Credit: Jeffrey Marini

House, 46, is chief mixologist at Blackbird and coproprietor of the website Eat, Drink, and Be Midwest.

I grew up in Columbus, Ohio. I started doing theater from the time I was very young. I moved here in ’88 then moved back home for a little bit. I’ve been back here pretty much since 1990, and then went on later to study in the professional acting program with the British American Drama Academy in Oxford, England.

I’ve always worked in restaurants. I worked my way through school in a restaurant back in Oxford, and—you know, it’s an actor’s life—in between gigs, restaurants always were easy. Hours are flexible and you could go to rehearsal during the day and work a shift at night, or vice versa. I’ve performed with the Goodman Theater, Court Theatre, American Theater Company.
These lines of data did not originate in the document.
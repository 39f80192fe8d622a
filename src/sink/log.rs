//! Sink that writes submitted records to the log

use super::traits::SubmissionSink;
use crate::state::ContentRecord;
use anyhow::Result;
use async_trait::async_trait;

/// Logs each record as JSON at info level
#[derive(Debug, Default)]
pub struct LogSink;

#[async_trait]
impl SubmissionSink for LogSink {
    fn describe(&self) -> String {
        "log".to_string()
    }

    async fn submit(&mut self, record: &ContentRecord) -> Result<()> {
        let json = serde_json::to_string(record)?;
        tracing::info!(record = %json, "On submit data");
        Ok(())
    }
}

#[cfg(test)]
mod tests {
    use super::*;

    #[test]
    fn test_log_sink_accepts_record() {
        let mut sink = LogSink;
        let record = ContentRecord {
            content_type: "Podcast".to_string(),
            title: "T".to_string(),
            author: "A".to_string(),
            blog_posts: None,
            product_listings: None,
            events: None,
        };
        assert!(tokio_test::block_on(sink.submit(&record)).is_ok());
        assert_eq!(sink.describe(), "log");
    }
}
//! Reusable UI components

mod button;
mod dialog;

pub use button::{render_action_button, BUTTON_HEIGHT};
pub use dialog::render_error_dialog;
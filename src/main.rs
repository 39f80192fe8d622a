//! Content Form - terminal form for composing publishable content
//!
//! A Ratatui-based TUI for entering a blog post, product listing or event
//! with a repeatable group of entries, validated before submission.

mod app;
mod config;
mod platform;
mod sink;
mod state;
mod ui;

use anyhow::Result;
use app::App;
use config::FormConfig;
use crossterm::{
    event::{self, Event, KeyEventKind},
    execute,
    terminal::{disable_raw_mode, enable_raw_mode, EnterAlternateScreen, LeaveAlternateScreen},
};
use ratatui::{backend::CrosstermBackend, Terminal};
use std::io;
use std::sync::Mutex;
use std::time::Duration;
use tracing_subscriber::{fmt::writer::BoxMakeWriter, layer::SubscriberExt, util::SubscriberInitExt};

#[tokio::main]
async fn main() -> Result<()> {
    let (config, config_error) = match FormConfig::load() {
        Ok(config) => (config, None),
        Err(e) => (FormConfig::default(), Some(e)),
    };

    // Initialize logging to a file; stderr would be drawn over the form
    let log_writer = match FormConfig::log_path().map(|path| FormConfig::open_log(&path)) {
        Some(Ok(file)) => BoxMakeWriter::new(Mutex::new(file)),
        _ => BoxMakeWriter::new(io::sink),
    };
    tracing_subscriber::registry()
        .with(
            tracing_subscriber::EnvFilter::try_from_default_env()
                .unwrap_or_else(|_| config.log_filter().into()),
        )
        .with(
            tracing_subscriber::fmt::layer()
                .with_writer(log_writer)
                .with_ansi(false),
        )
        .init();

    if let Some(e) = config_error {
        tracing::warn!("Failed to load config, using defaults: {e}");
    } else if !FormConfig::exists() {
        if let Err(e) = config.save() {
            tracing::warn!("Failed to write default config: {e}");
        }
    }

    // Setup terminal
    enable_raw_mode()?;
    let mut stdout = io::stdout();
    execute!(stdout, EnterAlternateScreen)?;
    let backend = CrosstermBackend::new(stdout);
    let mut terminal = Terminal::new(backend)?;

    // Create app and run
    let mut app = App::new(&config);
    let result = run_app(&mut terminal, &mut app).await;

    // Restore terminal
    disable_raw_mode()?;
    execute!(terminal.backend_mut(), LeaveAlternateScreen)?;
    terminal.show_cursor()?;

    // Handle any errors
    if let Err(err) = result {
        eprintln!("Error: {err:?}");
        std::process::exit(1);
    }

    Ok(())
}

async fn run_app<B: ratatui::backend::Backend>(
    terminal: &mut Terminal<B>,
    app: &mut App,
) -> Result<()> {
    loop {
        terminal.draw(|frame| ui::draw(frame, app))?;

        if event::poll(Duration::from_millis(100))? {
            // Resize needs no handling: the next draw picks up the new size
            if let Event::Key(key) = event::read()? {
                if key.kind == KeyEventKind::Press {
                    app.handle_key(key).await?;
                }
            }
        }

        if app.should_quit() {
            return Ok(());
        }
    }
}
Acting is up and down: you have great years, and you have really, really bad years. I dogged through a couple slow years, and was looking to make restaurant life a full-time career. I was general manager at Hot Chocolate, and then I kind of realized that that wasn’t the route I wanted to go. Being an actor, I’ve always been an artist, and I was finding, when I was in restaurant management, there really was no artistry there. It was personally not very gratifying. I was doing my job and I was doing it very well. But I wasn’t creating, I wasn’t performing. I was coming in and doing reports and doing schedules.

So I went back on the floor and into the bar. I had not worked in the bar since college days, and what was happening was the beginning of the renaissance of mixology. It wasn’t the same drinks that I was used to. My dear friend, who just finished taking a course at the Academy of Spirits and Fine Service with Bridget Albert, suggested I go into the 12-week program. The first day in it I felt like I’d refound myself. All of a sudden the world of the bar had expanded from Long Island iced teas and gin and tonics.

My actual first full-time bar position was being one of the original master bartenders for the Drawing Room. I was at the Drawing Room for the first year, and then I left and went on to open Graham Elliot and was the chief mixologist/beverage director there for two years. I left there a year and a half ago and pretty much went straight to Blackbird. I have three part-time bartenders who work under me, but I’m the only one who’s designing the cocktails.

I define [mixology] as the way you would define a pediatrician. It’s still a doctor, but their specialty is working with kids. I’m a mixologist—I’m still first and foremost a bartender—but what I do is a little more specialized, than, say, the person who’s just slinging shots and beers at your local pub.

The foundation, of course, is understanding what the classics were. It’s like a chef should know how to make a Caesar salad. But he can take those flavors and do his own spin. It’s understanding how to mix a great cocktail, but then also taking that up a level and understanding how to evolve it and still keep it a great cocktail.

I’m very comfortable conveying what I’m doing behind the bar, and kind of selling it. There’s definitely some showmanship that goes into it. I know some people who are very talented, but can’t communicate to the guests what it is they’re doing. I’m almost more comfortable with an audience than without one.

I have a culinary approach to it, and a very savory approach to it. I just love what herbs bring to a cocktail. I like to use a lot of fresh purees—they’re more what I’d call fresh cooked purees, where I actually will slow-cook or slow-poach fruits and then puree it. I like the caramelization that happens in the fruit when you do that, as opposed to just, like, fresh peaches. I love using cucumber. I love using hot peppers in a cocktail.

[I serve] a cocktail I call sweet potato pie. I roll it out for the holidays every now and again. It’s a bourbon-based cocktail. I also use a ginger liqueur in there, and then I roast sweet potatoes so they’re nice and soft, let that cool, peel that, and make a sweet potato puree, add a little bit of cream to it, spin it out, and then I shake that all together. And then I will brulee marshmallows on top.

Years ago when I was at Graham Elliot, I did a Thanksgiving menu as my cocktail menu. There was a potato drink, a cranberry drink, a sage drink, an apple drink. The potato drink had potato vodka. I thought of roasting potatoes with rosemary and lemon, so that’s what I did. It had rosemary syrup and fresh lemon and potato vodka. Then I cooked Yukon Gold potatoes and I pickled them in a rosemary vinegar that I made. And then for the garnish, I scooped those out and then filled it with cream cheese and chives.

I do actually most of my cocktail development at home. I have pretty much a full bar here, and it’s a nice, quiet place where I can sit and tinker and think and play. I do what I call a lab day, where I dedicate three or four hours just to playing around and seeing what inspires me.